*What you have to do:* Count the lines below containing "table". Number only.

*Working data:*

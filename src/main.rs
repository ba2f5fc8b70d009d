use std::{
    fs::File,
    io::{self, BufReader, BufWriter, Write},
    path::PathBuf,
};

use clap::{Parser, ValueEnum};
use search_server::{
    error::Result,
    search::{Document, ExclusionPolicy, SearchServer},
    server_input::{read_search_server, ServerInput},
};
use tracing::Level;

#[derive(Debug, Clone, Copy, Default, ValueEnum)]
enum OutputFormat {
    /// `{ document_id = <id>, relevance = <score> }` per line
    #[default]
    Text,
    /// A single JSON array
    Json,
}

#[derive(Parser, Debug)]
#[command(version, about, long_about = None)]
struct Args {
    /// Read stop words, documents and query from this file instead of stdin
    #[arg(long)]
    input: Option<PathBuf>,

    /// Output format of the ranked documents
    #[arg(long, value_enum, default_value_t = OutputFormat::Text)]
    format: OutputFormat,

    /// How negative query terms restrict results
    #[arg(long, value_enum, default_value_t = ExclusionPolicy::PerTerm)]
    exclusion_policy: ExclusionPolicy,

    /// Increase log verbosity (-v info, -vv debug)
    #[arg(short, long, action = clap::ArgAction::Count)]
    verbose: u8,
}

fn main() -> Result<()> {
    let args = Args::parse();

    let level = match args.verbose {
        0 => Level::WARN,
        1 => Level::INFO,
        _ => Level::DEBUG,
    };
    tracing_subscriber::fmt()
        .with_max_level(level)
        .with_writer(io::stderr)
        .init();

    let server = SearchServer::new().with_exclusion_policy(args.exclusion_policy);

    let ServerInput { server, query } = match &args.input {
        Some(path) => read_search_server(&mut BufReader::new(File::open(path)?), server)?,
        None => read_search_server(&mut io::stdin().lock(), server)?,
    };

    let top_documents = server.find_top_documents(&query)?;

    let mut writer = BufWriter::new(io::stdout().lock());
    write_documents(&mut writer, &top_documents, args.format)?;
    writer.flush()?;

    Ok(())
}

fn write_documents<W: Write>(
    writer: &mut W,
    documents: &[Document],
    format: OutputFormat,
) -> Result<()> {
    match format {
        OutputFormat::Text => {
            for document in documents {
                writeln!(writer, "{document}")?;
            }
        }
        OutputFormat::Json => {
            serde_json::to_writer(&mut *writer, documents)?;
            writeln!(writer)?;
        }
    }

    Ok(())
}
/// Word separator. Tabs and newlines are ordinary characters.
pub const WORD_DELIMITER: char = ' ';

#[derive(Debug, Default, Clone, Copy)]
pub struct Tokenizer;

impl Tokenizer {
    pub const fn new() -> Self {
        Self
    }

    /// Splits `text` on runs of spaces, skipping empty words.
    pub fn tokenize(&self, text: &str) -> Vec<String> {
        text.split(WORD_DELIMITER)
            .filter(|word| !word.is_empty())
            .map(String::from)
            .collect()
    }
}
use std::fmt::{self, Display};

use serde::Serialize;

use crate::inverted_index::DocID;

pub type Relevance = f64;

/// A matched document and its TF-IDF relevance.
#[derive(Debug, Clone, Copy, PartialEq, Serialize)]
pub struct Document {
    #[serde(rename = "document_id")]
    pub id: DocID,
    pub relevance: Relevance,
}

impl Document {
    pub const fn new(id: DocID, relevance: Relevance) -> Self {
        Self { id, relevance }
    }
}

impl Display for Document {
    fn fmt(&self, f: &mut fmt::Formatter<'_>) -> fmt::Result {
        write!(
            f,
            "{{ document_id = {}, relevance = {} }}",
            self.id, self.relevance
        )
    }
}
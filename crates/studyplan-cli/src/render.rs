//! Plain-text rendering of the view models.

use chrono::Month;
use miette::{IntoDiagnostic, Result};
use serde::Serialize;

use studyplan_core::app::ImportReport;
use studyplan_core::domain::{Category, Task, TaskDate};
use studyplan_core::engine::{
    CategoryProgress, Dashboard, MonthGrid, ProgressReport, Schedule, Temporal, classify,
};

pub fn json<T: Serialize>(value: &T) -> Result<()> {
    println!("{}", serde_json::to_string_pretty(value).into_diagnostic()?);
    Ok(())
}

fn check(task: &Task) -> &'static str {
    if task.completed { "[x]" } else { "[ ]" }
}

fn when(task: &Task, reference: &TaskDate) -> &'static str {
    if task.completed {
        return "";
    }
    match classify(task, reference) {
        Temporal::Overdue => "overdue",
        Temporal::DueToday => "today",
        Temporal::Upcoming => "",
    }
}

pub fn task_line(task: &Task, reference: &TaskDate) -> String {
    let date = task.date.as_ref().map(TaskDate::as_str).unwrap_or("----------");
    let subject = task
        .subject
        .label()
        .map(|s| format!(" ({s})"))
        .unwrap_or_default();
    format!(
        "{} {}  {:<8} {:<6} {}{}  #{} {}",
        check(task),
        date,
        task.category,
        task.priority,
        task.title,
        subject,
        task.id,
        when(task, reference),
    )
    .trim_end()
    .to_string()
}

fn bar(ratio: u8) -> String {
    let filled = usize::from(ratio) / 5;
    format!("[{}{}] {:>3}%", "#".repeat(filled), ".".repeat(20 - filled), ratio)
}

pub fn dashboard(view: &Dashboard<'_>) {
    println!("Today {}", view.reference);
    println!("  today   {}", bar(view.today_ratio));
    println!("  overall {}", bar(view.overall_ratio));
    println!(
        "  {} tasks, {} completed, {} overdue",
        view.total, view.completed, view.overdue
    );
    match view.focus {
        Some(task) => println!("Focus: {} ({})", task.title, task.priority),
        None if view.day_complete() => println!("Focus: all done for today"),
        None => println!("Focus: nothing scheduled today"),
    }
    if !view.today.is_empty() {
        println!();
        for task in &view.today {
            println!("  {}", task_line(task, &view.reference));
        }
    }
}

pub fn schedule(view: &Schedule<'_>, reference: &TaskDate) {
    if view.is_empty() {
        println!("No tasks ({}).", view.filter);
        return;
    }
    for category in Category::ALL {
        let group = view.group(category);
        if group.is_empty() {
            continue;
        }
        println!("{category} ({})", group.len());
        for task in group {
            println!("  {}", task_line(task, reference));
        }
    }
}

fn progress_row(label: &str, p: &CategoryProgress) {
    println!(
        "  {:<9} {}  {}/{} done, {} pending",
        label,
        bar(p.ratio),
        p.completed,
        p.total,
        p.pending()
    );
}

pub fn progress(report: &ProgressReport) {
    println!("Progress on {}", report.reference);
    progress_row("overall", &report.overall);
    for category in Category::ALL {
        progress_row(category.as_str(), report.category(category));
    }
    progress_row("today", &report.today);
}

fn month_name(month0: u32) -> &'static str {
    u8::try_from(month0 + 1)
        .ok()
        .and_then(|m| Month::try_from(m).ok())
        .map(|m| m.name())
        .unwrap_or("?")
}

/// Grid with one cell per day: `*` marks open work, `+` a finished day.
pub fn calendar(grid: &MonthGrid<'_>, reference: &TaskDate) {
    println!("{} {}", month_name(grid.month.month), grid.month.year);
    if grid.buckets.is_empty() {
        println!("  (no such month)");
        return;
    }
    println!(" Su  Mo  Tu  We  Th  Fr  Sa");

    let mut line = "    ".repeat(grid.first_weekday as usize);
    let mut column = grid.first_weekday;
    for bucket in &grid.buckets {
        let mark = match bucket.tasks.iter().any(|t| !t.completed) {
            true => '*',
            false if !bucket.tasks.is_empty() => '+',
            false => ' ',
        };
        line.push_str(&format!(" {:>2}{}", bucket.day, mark));
        column += 1;
        if column == 7 {
            println!("{}", line.trim_end());
            line.clear();
            column = 0;
        }
    }
    if !line.is_empty() {
        println!("{}", line.trim_end());
    }

    let busy: Vec<_> = grid.buckets.iter().filter(|b| !b.tasks.is_empty()).collect();
    if !busy.is_empty() {
        println!();
    }
    for bucket in busy {
        for task in &bucket.tasks {
            println!("  {}", task_line(task, reference));
        }
    }
}

pub fn import_report(report: &ImportReport) {
    println!(
        "Imported {} tasks ({} marked completed), skipped {}, failed {}",
        report.created, report.completed, report.skipped, report.failed
    );
}
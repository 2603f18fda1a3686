//! Configuration loaded from TOML, then overridden from the environment.
//!
//! ```toml
//! [store]
//! backend = "rest"            # or "memory"
//! url = "https://xyz.supabase.co"
//! api_key = "public-anon-key"
//! table = "tasks"
//! timeout_secs = 10
//!
//! [session]
//! owner = "user_2abc"
//! token = "..."
//!
//! [log]
//! filter = "info,studyplan_core=debug"
//! ```

use std::path::{Path, PathBuf};

use serde::{Deserialize, Serialize};
use thiserror::Error;

pub const ENV_STORE_URL: &str = "STUDYPLAN_STORE_URL";
pub const ENV_API_KEY: &str = "STUDYPLAN_API_KEY";
pub const ENV_OWNER: &str = "STUDYPLAN_OWNER";
pub const ENV_TOKEN: &str = "STUDYPLAN_TOKEN";

#[derive(Debug, Error)]
pub enum ConfigError {
    #[error("failed to read config file {path}: {source}")]
    Io {
        path: PathBuf,
        #[source]
        source: std::io::Error,
    },

    #[error("failed to parse config file {path}: {message}")]
    Parse { path: PathBuf, message: String },
}

#[derive(Debug, Clone, Copy, Default, PartialEq, Eq, Serialize, Deserialize)]
#[serde(rename_all = "lowercase")]
pub enum Backend {
    #[default]
    Rest,
    Memory,
}

#[derive(Debug, Clone, PartialEq, Eq, Serialize, Deserialize)]
#[serde(default)]
pub struct StoreConfig {
    pub backend: Backend,
    pub url: String,
    pub api_key: String,
    pub table: String,
    pub timeout_secs: u64,
}

impl Default for StoreConfig {
    fn default() -> Self {
        Self {
            backend: Backend::Rest,
            url: String::new(),
            api_key: String::new(),
            table: "tasks".to_string(),
            timeout_secs: 10,
        }
    }
}

#[derive(Debug, Clone, Default, PartialEq, Eq, Serialize, Deserialize)]
#[serde(default)]
pub struct SessionConfig {
    pub owner: Option<String>,
    pub token: Option<String>,
}

#[derive(Debug, Clone, PartialEq, Eq, Serialize, Deserialize)]
#[serde(default)]
pub struct LogConfig {
    pub filter: String,
}

impl Default for LogConfig {
    fn default() -> Self {
        Self {
            filter: "info".to_string(),
        }
    }
}

#[derive(Debug, Clone, Default, PartialEq, Eq, Serialize, Deserialize)]
#[serde(default)]
pub struct Config {
    pub store: StoreConfig,
    pub session: SessionConfig,
    pub log: LogConfig,
}

impl Config {
    /// Load from a TOML file. A missing file is not an error: defaults apply.
    pub fn load(path: &Path) -> Result<Self, ConfigError> {
        let content = match std::fs::read_to_string(path) {
            Ok(content) => content,
            Err(e) if e.kind() == std::io::ErrorKind::NotFound => return Ok(Self::default()),
            Err(source) => {
                return Err(ConfigError::Io {
                    path: path.to_path_buf(),
                    source,
                });
            }
        };
        Self::from_toml(&content).map_err(|message| ConfigError::Parse {
            path: path.to_path_buf(),
            message,
        })
    }

    pub fn from_toml(content: &str) -> Result<Self, String> {
        toml::from_str(content).map_err(|e| e.to_string())
    }

    /// Apply `STUDYPLAN_*` variables from the process environment.
    pub fn with_env(self) -> Self {
        self.with_overrides(|key| std::env::var(key).ok())
    }

    /// Apply overrides from any key lookup; empty values are ignored.
    pub fn with_overrides<F>(mut self, lookup: F) -> Self
    where
        F: Fn(&str) -> Option<String>,
    {
        let get = |key: &str| lookup(key).filter(|v| !v.trim().is_empty());
        if let Some(url) = get(ENV_STORE_URL) {
            self.store.url = url;
        }
        if let Some(key) = get(ENV_API_KEY) {
            self.store.api_key = key;
        }
        if let Some(owner) = get(ENV_OWNER) {
            self.session.owner = Some(owner);
        }
        if let Some(token) = get(ENV_TOKEN) {
            self.session.token = Some(token);
        }
        self
    }
}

*Answer to this problem:* 3